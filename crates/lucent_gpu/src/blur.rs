//! Separable Gaussian backdrop blur
//!
//! Two passes per frame: horizontal from the source into the first
//! intermediate texture, then vertical into the second. The intermediates
//! are sized to the source and only rebuilt when the source size changes.

use bytemuck::bytes_of;
use lucent_core::PixelSize;

use crate::context::with_error_scopes;
use crate::primitives::BlurUniforms;
use crate::shaders::BLUR_SHADER;

/// Format of the intermediate blur targets (same as captured backdrops)
pub const BLUR_FORMAT: wgpu::TextureFormat = wgpu::TextureFormat::Bgra8Unorm;

struct BlurTarget {
    _texture: wgpu::Texture,
    view: wgpu::TextureView,
}

struct BlurTargets {
    size: PixelSize,
    horizontal: BlurTarget,
    vertical: BlurTarget,
    /// Second pass always reads the first pass's output
    vertical_bind_group: wgpu::BindGroup,
}

/// Pipeline and scratch textures for the blur passes
pub struct BlurPass {
    pipeline: wgpu::RenderPipeline,
    bind_group_layout: wgpu::BindGroupLayout,
    horizontal_uniforms: wgpu::Buffer,
    vertical_uniforms: wgpu::Buffer,
    targets: Option<BlurTargets>,
}

impl BlurPass {
    pub fn new(device: &wgpu::Device) -> Self {
        let shader = device.create_shader_module(wgpu::ShaderModuleDescriptor {
            label: Some("Lucent Blur Shader"),
            source: wgpu::ShaderSource::Wgsl(BLUR_SHADER.into()),
        });

        let bind_group_layout = device.create_bind_group_layout(&wgpu::BindGroupLayoutDescriptor {
            label: Some("Lucent Blur Bind Group Layout"),
            entries: &[
                // BlurUniforms
                wgpu::BindGroupLayoutEntry {
                    binding: 0,
                    visibility: wgpu::ShaderStages::FRAGMENT,
                    ty: wgpu::BindingType::Buffer {
                        ty: wgpu::BufferBindingType::Uniform,
                        has_dynamic_offset: false,
                        min_binding_size: None,
                    },
                    count: None,
                },
                // Input texture
                wgpu::BindGroupLayoutEntry {
                    binding: 1,
                    visibility: wgpu::ShaderStages::FRAGMENT,
                    ty: wgpu::BindingType::Texture {
                        sample_type: wgpu::TextureSampleType::Float { filterable: true },
                        view_dimension: wgpu::TextureViewDimension::D2,
                        multisampled: false,
                    },
                    count: None,
                },
                // Input sampler
                wgpu::BindGroupLayoutEntry {
                    binding: 2,
                    visibility: wgpu::ShaderStages::FRAGMENT,
                    ty: wgpu::BindingType::Sampler(wgpu::SamplerBindingType::Filtering),
                    count: None,
                },
            ],
        });

        let layout = device.create_pipeline_layout(&wgpu::PipelineLayoutDescriptor {
            label: Some("Lucent Blur Pipeline Layout"),
            bind_group_layouts: &[&bind_group_layout],
            push_constant_ranges: &[],
        });

        // Blur writes premultiplied texels directly, no blending
        let pipeline = device.create_render_pipeline(&wgpu::RenderPipelineDescriptor {
            label: Some("Lucent Blur Pipeline"),
            layout: Some(&layout),
            vertex: wgpu::VertexState {
                module: &shader,
                entry_point: Some("vs_main"),
                buffers: &[],
                compilation_options: wgpu::PipelineCompilationOptions::default(),
            },
            fragment: Some(wgpu::FragmentState {
                module: &shader,
                entry_point: Some("fs_gaussian"),
                targets: &[Some(wgpu::ColorTargetState {
                    format: BLUR_FORMAT,
                    blend: None,
                    write_mask: wgpu::ColorWrites::ALL,
                })],
                compilation_options: wgpu::PipelineCompilationOptions::default(),
            }),
            primitive: wgpu::PrimitiveState {
                topology: wgpu::PrimitiveTopology::TriangleStrip,
                ..Default::default()
            },
            depth_stencil: None,
            multisample: wgpu::MultisampleState::default(),
            multiview: None,
            cache: None,
        });

        let uniform_buffer = |label| {
            device.create_buffer(&wgpu::BufferDescriptor {
                label: Some(label),
                size: std::mem::size_of::<BlurUniforms>() as u64,
                usage: wgpu::BufferUsages::UNIFORM | wgpu::BufferUsages::COPY_DST,
                mapped_at_creation: false,
            })
        };

        Self {
            pipeline,
            bind_group_layout,
            horizontal_uniforms: uniform_buffer("Lucent Blur Uniforms (H)"),
            vertical_uniforms: uniform_buffer("Lucent Blur Uniforms (V)"),
            targets: None,
        }
    }

    /// Size of the current intermediates, if any
    pub fn target_size(&self) -> Option<PixelSize> {
        self.targets.as_ref().map(|t| t.size)
    }

    /// Encode both passes over `source` and return the blurred view.
    ///
    /// `sigma` is in source pixels. Returns `None` without encoding anything
    /// when the intermediates cannot be allocated; the caller composites the
    /// unblurred source instead.
    #[allow(clippy::too_many_arguments)]
    pub fn encode(
        &mut self,
        device: &wgpu::Device,
        queue: &wgpu::Queue,
        encoder: &mut wgpu::CommandEncoder,
        source: &wgpu::TextureView,
        source_size: PixelSize,
        sampler: &wgpu::Sampler,
        sigma: f32,
    ) -> Option<&wgpu::TextureView> {
        let targets = match self.targets.take() {
            Some(targets) if targets.size == source_size => targets,
            _ => {
                tracing::debug!("allocating blur targets {}", source_size);
                match self.allocate_targets(device, source_size, sampler) {
                    Ok(targets) => targets,
                    Err(err) => {
                        tracing::warn!(
                            "blur targets for {} unavailable, skipping blur: {}",
                            source_size,
                            err
                        );
                        return None;
                    }
                }
            }
        };

        queue.write_buffer(
            &self.horizontal_uniforms,
            0,
            bytes_of(&BlurUniforms::horizontal(source_size, sigma)),
        );
        queue.write_buffer(
            &self.vertical_uniforms,
            0,
            bytes_of(&BlurUniforms::vertical(source_size, sigma)),
        );

        let horizontal_bind_group = create_bind_group(
            device,
            &self.bind_group_layout,
            &self.horizontal_uniforms,
            source,
            sampler,
        );

        for (label, output, bind_group) in [
            ("Lucent Blur Pass (H)", &targets.horizontal.view, &horizontal_bind_group),
            ("Lucent Blur Pass (V)", &targets.vertical.view, &targets.vertical_bind_group),
        ] {
            let mut pass = encoder.begin_render_pass(&wgpu::RenderPassDescriptor {
                label: Some(label),
                color_attachments: &[Some(wgpu::RenderPassColorAttachment {
                    view: output,
                    resolve_target: None,
                    ops: wgpu::Operations {
                        load: wgpu::LoadOp::Clear(wgpu::Color::TRANSPARENT),
                        store: wgpu::StoreOp::Store,
                    },
                })],
                depth_stencil_attachment: None,
                timestamp_writes: None,
                occlusion_query_set: None,
            });
            pass.set_pipeline(&self.pipeline);
            pass.set_bind_group(0, bind_group, &[]);
            pass.draw(0..4, 0..1);
        }

        Some(&self.targets.insert(targets).vertical.view)
    }

    fn allocate_targets(
        &self,
        device: &wgpu::Device,
        size: PixelSize,
        sampler: &wgpu::Sampler,
    ) -> Result<BlurTargets, wgpu::Error> {
        with_error_scopes(device, || {
            let horizontal = create_target(device, size, "Lucent Blur Target (H)");
            let vertical = create_target(device, size, "Lucent Blur Target (V)");
            let vertical_bind_group = create_bind_group(
                device,
                &self.bind_group_layout,
                &self.vertical_uniforms,
                &horizontal.view,
                sampler,
            );
            BlurTargets {
                size,
                horizontal,
                vertical,
                vertical_bind_group,
            }
        })
    }
}

fn create_bind_group(
    device: &wgpu::Device,
    layout: &wgpu::BindGroupLayout,
    uniforms: &wgpu::Buffer,
    input: &wgpu::TextureView,
    sampler: &wgpu::Sampler,
) -> wgpu::BindGroup {
    device.create_bind_group(&wgpu::BindGroupDescriptor {
        label: Some("Lucent Blur Bind Group"),
        layout,
        entries: &[
            wgpu::BindGroupEntry {
                binding: 0,
                resource: uniforms.as_entire_binding(),
            },
            wgpu::BindGroupEntry {
                binding: 1,
                resource: wgpu::BindingResource::TextureView(input),
            },
            wgpu::BindGroupEntry {
                binding: 2,
                resource: wgpu::BindingResource::Sampler(sampler),
            },
        ],
    })
}

fn create_target(device: &wgpu::Device, size: PixelSize, label: &str) -> BlurTarget {
    let texture = device.create_texture(&wgpu::TextureDescriptor {
        label: Some(label),
        size: wgpu::Extent3d {
            width: size.width.max(1),
            height: size.height.max(1),
            depth_or_array_layers: 1,
        },
        mip_level_count: 1,
        sample_count: 1,
        dimension: wgpu::TextureDimension::D2,
        format: BLUR_FORMAT,
        usage: wgpu::TextureUsages::RENDER_ATTACHMENT | wgpu::TextureUsages::TEXTURE_BINDING,
        view_formats: &[],
    });
    let view = texture.create_view(&wgpu::TextureViewDescriptor::default());
    BlurTarget {
        _texture: texture,
        view,
    }
}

++++

* [Your instructions]
Across the whole listing, tally the lines that include the string "encoder". Reply with the number only.

* [Expected output]
2